Each entry below is to be copied verbatim, with no line missing.

■ ■ ■ ■

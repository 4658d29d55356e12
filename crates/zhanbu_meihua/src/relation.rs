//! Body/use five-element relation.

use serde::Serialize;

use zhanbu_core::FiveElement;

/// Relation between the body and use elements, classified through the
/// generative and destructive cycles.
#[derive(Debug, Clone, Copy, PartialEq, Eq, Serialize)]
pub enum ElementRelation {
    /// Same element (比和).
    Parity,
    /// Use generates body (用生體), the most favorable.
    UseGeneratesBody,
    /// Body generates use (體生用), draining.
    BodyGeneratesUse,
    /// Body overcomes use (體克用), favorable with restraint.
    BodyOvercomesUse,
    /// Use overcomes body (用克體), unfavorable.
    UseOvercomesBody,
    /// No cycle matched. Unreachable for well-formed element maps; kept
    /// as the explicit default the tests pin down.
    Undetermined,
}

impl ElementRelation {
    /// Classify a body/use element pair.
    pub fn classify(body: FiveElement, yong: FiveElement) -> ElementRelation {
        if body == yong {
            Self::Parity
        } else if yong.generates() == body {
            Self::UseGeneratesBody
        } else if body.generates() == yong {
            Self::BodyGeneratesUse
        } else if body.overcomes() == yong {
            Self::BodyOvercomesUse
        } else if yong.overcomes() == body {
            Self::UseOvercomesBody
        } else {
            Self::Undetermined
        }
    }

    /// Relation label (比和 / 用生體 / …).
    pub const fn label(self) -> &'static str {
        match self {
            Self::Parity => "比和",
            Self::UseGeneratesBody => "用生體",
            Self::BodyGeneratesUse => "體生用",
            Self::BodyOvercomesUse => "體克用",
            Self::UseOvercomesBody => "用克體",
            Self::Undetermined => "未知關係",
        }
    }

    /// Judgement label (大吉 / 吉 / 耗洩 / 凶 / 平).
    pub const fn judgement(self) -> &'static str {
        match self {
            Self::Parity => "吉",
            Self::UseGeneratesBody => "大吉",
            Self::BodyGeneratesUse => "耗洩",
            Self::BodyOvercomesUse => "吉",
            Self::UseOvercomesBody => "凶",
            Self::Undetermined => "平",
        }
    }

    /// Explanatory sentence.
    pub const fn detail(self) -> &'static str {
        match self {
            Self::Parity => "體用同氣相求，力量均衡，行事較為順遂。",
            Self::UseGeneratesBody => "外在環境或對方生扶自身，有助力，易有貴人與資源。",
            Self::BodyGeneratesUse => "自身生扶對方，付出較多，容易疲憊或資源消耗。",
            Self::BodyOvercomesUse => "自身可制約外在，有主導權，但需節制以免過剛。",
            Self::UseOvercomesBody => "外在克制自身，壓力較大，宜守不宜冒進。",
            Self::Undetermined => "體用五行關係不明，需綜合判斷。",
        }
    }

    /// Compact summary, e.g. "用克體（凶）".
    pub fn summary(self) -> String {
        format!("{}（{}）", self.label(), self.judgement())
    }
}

■ ■ ■ ■

### Finished task
repository 4658d29d55356e12
filename crates/zhanbu_meihua/src/relation.rs
//! Body/use five-element relation.

use serde::Serialize;

use zhanbu_core::FiveElement;

/// Relation between the body and use elements, classified through the
/// generative and destructive cycles.
#[derive(Debug, Clone, Copy, PartialEq, Eq, Serialize)]
pub enum ElementRelation {
    /// Same element (比和).
    Parity,
    /// Use generates body (用生體), the most favorable.
    UseGeneratesBody,
    /// Body generates use (體生用), draining.
    BodyGeneratesUse,
    /// Body overcomes use (體克用), favorable with restraint.
    BodyOvercomesUse,
    /// Use overcomes body (用克體), unfavorable.
    UseOvercomesBody,
    /// No cycle matched. Unreachable for well-formed element maps; kept
    /// as the explicit default the tests pin down.
    Undetermined,
}

impl ElementRelation {
    /// Classify a body/use element pair.
    pub fn classify(body: FiveElement, yong: FiveElement) -> ElementRelation {
        if body == yong {
            Self::Parity
        } else if yong.generates() == body {
            Self::UseGeneratesBody
        } else if body.generates() == yong {
            Self::BodyGeneratesUse
        } else if body.overcomes() == yong {
            Self::BodyOvercomesUse
        } else if yong.overcomes() == body {
            Self::UseOvercomesBody
        } else {
            Self::Undetermined
        }
    }

    /// Relation label (比和 / 用生體 / …).
    pub const fn label(self) -> &'static str {
        match self {
            Self::Parity => "比和",
            Self::UseGeneratesBody => "用生體",
            Self::BodyGeneratesUse => "體生用",
            Self::BodyOvercomesUse => "體克用",
            Self::UseOvercomesBody => "用克體",
            Self::Undetermined => "未知關係",
        }
    }

    /// Judgement label (大吉 / 吉 / 耗洩 / 凶 / 平).
    pub const fn judgement(self) -> &'static str {
        match self {
            Self::Parity => "吉",
            Self::UseGeneratesBody => "大吉",
            Self::BodyGeneratesUse => "耗洩",
            Self::BodyOvercomesUse => "吉",
            Self::UseOvercomesBody => "凶",
            Self::Undetermined => "平",
        }
    }

    /// Explanatory sentence.
    pub const fn detail(self) -> &'static str {
        match self {
            Self::Parity => "體用同氣相求，力量均衡，行事較為順遂。",
            Self::UseGeneratesBody => "外在環境或對方生扶自身，有助力，易有貴人與資源。",
            Self::BodyGeneratesUse => "自身生扶對方，付出較多，容易疲憊或資源消耗。",
            Self::BodyOvercomesUse => "自身可制約外在，有主導權，但需節制以免過剛。",
            Self::UseOvercomesBody => "外在克制自身，壓力較大，宜守不宜冒進。",
            Self::Undetermined => "體用五行關係不明，需綜合判斷。",
        }
    }

    /// Compact summary, e.g. "用克體（凶）".
    pub fn summary(self) -> String {
        format!("{}（{}）", self.label(), self.judgement())
    }
}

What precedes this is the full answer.